- [What you should do]:
Wherever the string "given" shows up in the material below, copy that line.

- [Extracted records]:
▼

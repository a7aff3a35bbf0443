use async_trait::async_trait;
use tracing::{debug, info};

use crate::{
    error::{FrameNotesError, Result},
    format::{format_transcript_plain, format_transcript_with_timestamps},
    provider::GeneratorConfig,
    types::TranscriptSegment,
};

static ACADEMIC_PROMPT: &str = r#"
You are an academic video summarizer. Your job is to:
1. Carefully read the transcript below.
2. Identify and summarize all important concepts in bullet points.
3. For each concept, include the timestamp in [mm:ss] format.
4. Do not miss any key educational content.
5. If a concept is repeated, refer back to the first timestamp.

Here is the transcript with timestamps:
"#;

static BRIEF_PROMPT: &str = "You are a YouTube video summarizer. You will be taking the transcript text \
and summarizing the entire video and providing the important summary in points \
within 250 words. Please provide the summary of the text given here: ";

#[derive(Debug, Clone, Copy, Default, PartialEq, Eq)]
pub enum PromptStyle {
    /// Bulleted concepts, each tagged with a `[mm:ss]` timestamp
    #[default]
    Academic,
    /// Short bulleted summary without timestamps
    Brief,
}

impl PromptStyle {
    pub fn instructions(&self) -> &'static str {
        match self {
            PromptStyle::Academic => ACADEMIC_PROMPT,
            PromptStyle::Brief => BRIEF_PROMPT,
        }
    }
}

/// The generative text service: one prompt in, one response text out.
#[async_trait]
pub trait TextGenerator: Send + Sync {
    async fn generate(&self, prompt: &str) -> Result<String>;
}

/// OpenAI-compatible `/chat/completions` client
pub struct ChatCompletionsClient {
    http: reqwest::Client,
    config: GeneratorConfig,
}

impl ChatCompletionsClient {
    pub fn new(config: GeneratorConfig) -> Self {
        Self {
            http: reqwest::Client::new(),
            config,
        }
    }
}

/// Pull the message text out of a chat completions response body.
pub fn extract_completion_text(response: &serde_json::Value) -> Option<&str> {
    response["choices"][0]["message"]["content"].as_str()
}

#[async_trait]
impl TextGenerator for ChatCompletionsClient {
    async fn generate(&self, prompt: &str) -> Result<String> {
        debug!(
            provider = self.config.provider_name,
            model = %self.config.model,
            prompt_chars = prompt.len(),
            "calling generative service"
        );

        let response = self
            .http
            .post(&self.config.api_url)
            .header("Content-Type", "application/json")
            .header("Authorization", format!("Bearer {}", self.config.api_key))
            .json(&serde_json::json!({
                "model": self.config.model,
                "messages": [
                    {
                        "role": "user",
                        "content": prompt,
                    },
                ],
            }))
            .send()
            .await
            .map_err(FrameNotesError::summarization)?;

        let status = response.status();
        let body = response
            .json::<serde_json::Value>()
            .await
            .map_err(FrameNotesError::summarization)?;

        if !status.is_success() {
            let message = body["error"]["message"]
                .as_str()
                .map(str::to_string)
                .unwrap_or_else(|| body.to_string());
            return Err(FrameNotesError::summarization(format!(
                "{} returned {}: {}",
                self.config.provider_name, status, message
            )));
        }

        let content = extract_completion_text(&body).ok_or_else(|| {
            FrameNotesError::summarization(format!("Invalid API response: {:?}", body))
        })?;

        Ok(content.to_string())
    }
}

pub struct Summarizer {
    generator: Box<dyn TextGenerator>,
}

impl Summarizer {
    pub fn new(generator: Box<dyn TextGenerator>) -> Self {
        Self { generator }
    }

    /// Instruction prompt followed by the transcript in the style's layout.
    pub fn build_prompt(style: PromptStyle, segments: &[TranscriptSegment]) -> String {
        let body = match style {
            PromptStyle::Academic => format_transcript_with_timestamps(segments),
            PromptStyle::Brief => format_transcript_plain(segments),
        };
        format!("{}{}", style.instructions(), body)
    }

    /// One blocking call; the response is returned verbatim.
    pub async fn summarize(
        &self,
        style: PromptStyle,
        segments: &[TranscriptSegment],
    ) -> Result<String> {
        let prompt = Self::build_prompt(style, segments);
        let summary = self.generator.generate(&prompt).await?;
        info!(
            ?style,
            segments = segments.len(),
            summary_lines = summary.lines().count(),
            "summary generated"
        );
        Ok(summary)
    }
}

#[cfg(test)]
mod tests {
    use std::sync::{Arc, Mutex};

    use super::*;

    struct Echo {
        prompts: Arc<Mutex<Vec<String>>>,
    }

    #[async_trait]
    impl TextGenerator for Echo {
        async fn generate(&self, prompt: &str) -> Result<String> {
            self.prompts.lock().unwrap().push(prompt.to_string());
            Ok("- summary [0:00]".to_string())
        }
    }

    fn segments() -> Vec<TranscriptSegment> {
        vec![
            TranscriptSegment::new(0.0, "Intro"),
            TranscriptSegment::new(65.0, "Topic"),
        ]
    }

    #[tokio::test]
    async fn academic_prompt_lists_every_segment_with_timestamp() {
        let prompts = Arc::new(Mutex::new(Vec::new()));
        let summarizer = Summarizer::new(Box::new(Echo {
            prompts: prompts.clone(),
        }));

        let summary = summarizer
            .summarize(PromptStyle::Academic, &segments())
            .await
            .unwrap();
        assert_eq!(summary, "- summary [0:00]");

        let prompts = prompts.lock().unwrap();
        let prompt = &prompts[0];
        assert!(prompt.starts_with(ACADEMIC_PROMPT));
        let body: Vec<_> = prompt[ACADEMIC_PROMPT.len()..].lines().collect();
        assert_eq!(body, vec!["[0:00] Intro", "[1:05] Topic"]);
    }

    #[test]
    fn brief_prompt_has_no_timestamps() {
        let prompt = Summarizer::build_prompt(PromptStyle::Brief, &segments());
        assert!(prompt.ends_with("given here: Intro Topic"));
        assert!(!prompt.contains("[0:00]"));
    }

    #[test]
    fn completion_text_is_read_from_first_choice() {
        let body = serde_json::json!({
            "choices": [{"message": {"role": "assistant", "content": "- point [0:10]"}}]
        });
        assert_eq!(extract_completion_text(&body), Some("- point [0:10]"));
        assert_eq!(extract_completion_text(&serde_json::json!({"error": {}})), None);
    }
}
use std::path::PathBuf;

pub const DEFAULT_CAPTION_LANGUAGES: &[&str] = &["en"];

/// External programs the pipeline shells out to.
#[derive(Debug, Clone)]
pub struct ToolPaths {
    pub yt_dlp: PathBuf,
    pub ffmpeg: PathBuf,
    pub ffprobe: PathBuf,
}

impl Default for ToolPaths {
    fn default() -> Self {
        Self {
            yt_dlp: PathBuf::from("yt-dlp"),
            ffmpeg: PathBuf::from("ffmpeg"),
            ffprobe: PathBuf::from("ffprobe"),
        }
    }
}

pub fn default_caption_languages() -> Vec<String> {
    DEFAULT_CAPTION_LANGUAGES
        .iter()
        .map(|lang| lang.to_string())
        .collect()
}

▲

- [Task answer]:
within 250 words. Please provide the summary of the text given here: ";
        assert!(prompt.ends_with("given here: Intro Topic"));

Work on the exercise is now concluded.